**Directions for this task**
How many lines in the records below include "DbBackend"? Answer with the number only.

**Material provided**
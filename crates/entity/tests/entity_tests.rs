//! Schema-shape tests for the entity crate
//! These only build SQL; no database connection is required.

use sea_orm::{DbBackend, EntityName, EntityTrait, ModelTrait, QueryFilter, QueryTrait, ColumnTrait};

/// Every entity maps to the table created by the migration crate
#[test]
fn test_table_names() {
    assert_eq!(entity::Companies.table_name(), "companies");
    assert_eq!(entity::Branches.table_name(), "branches");
    assert_eq!(entity::Zones.table_name(), "zones");
    assert_eq!(entity::Items.table_name(), "items");
    assert_eq!(entity::Inventories.table_name(), "inventories");
    assert_eq!(entity::InventoryDetails.table_name(), "inventory_details");
    assert_eq!(entity::Verifications.table_name(), "verifications");
    assert_eq!(entity::Checkers.table_name(), "checkers");
    assert_eq!(entity::Users.table_name(), "users");
    assert_eq!(entity::Operatings.table_name(), "operatings");
    assert_eq!(entity::OperatingGroups.table_name(), "operating_groups");
    assert_eq!(entity::States.table_name(), "states");
}

/// Walking from a zone to its items goes through the zone_id foreign key
#[test]
fn test_zone_items_relation() {
    let zone = entity::zones::Model {
        id:         5,
        branch_id:  1,
        name:       "Cold storage".to_string(),
        user_id:    None,
        active:     true,
        created_at: chrono::Utc::now(),
    };

    let sql = zone
        .find_related(entity::Items)
        .build(DbBackend::Sqlite)
        .to_string();

    assert!(sql.contains(r#""items"."zone_id""#), "unexpected sql: {sql}");
}

/// Branch-scoped filters render against the right column
#[test]
fn test_checker_filter_by_branch() {
    let sql = entity::Checkers::find()
        .filter(entity::checkers::Column::BranchId.is_in([3, 4]))
        .build(DbBackend::Postgres)
        .to_string();

    assert!(sql.contains(r#""checkers"."branch_id" IN (3, 4)"#), "unexpected sql: {sql}");
}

**Solution to the exercise**
3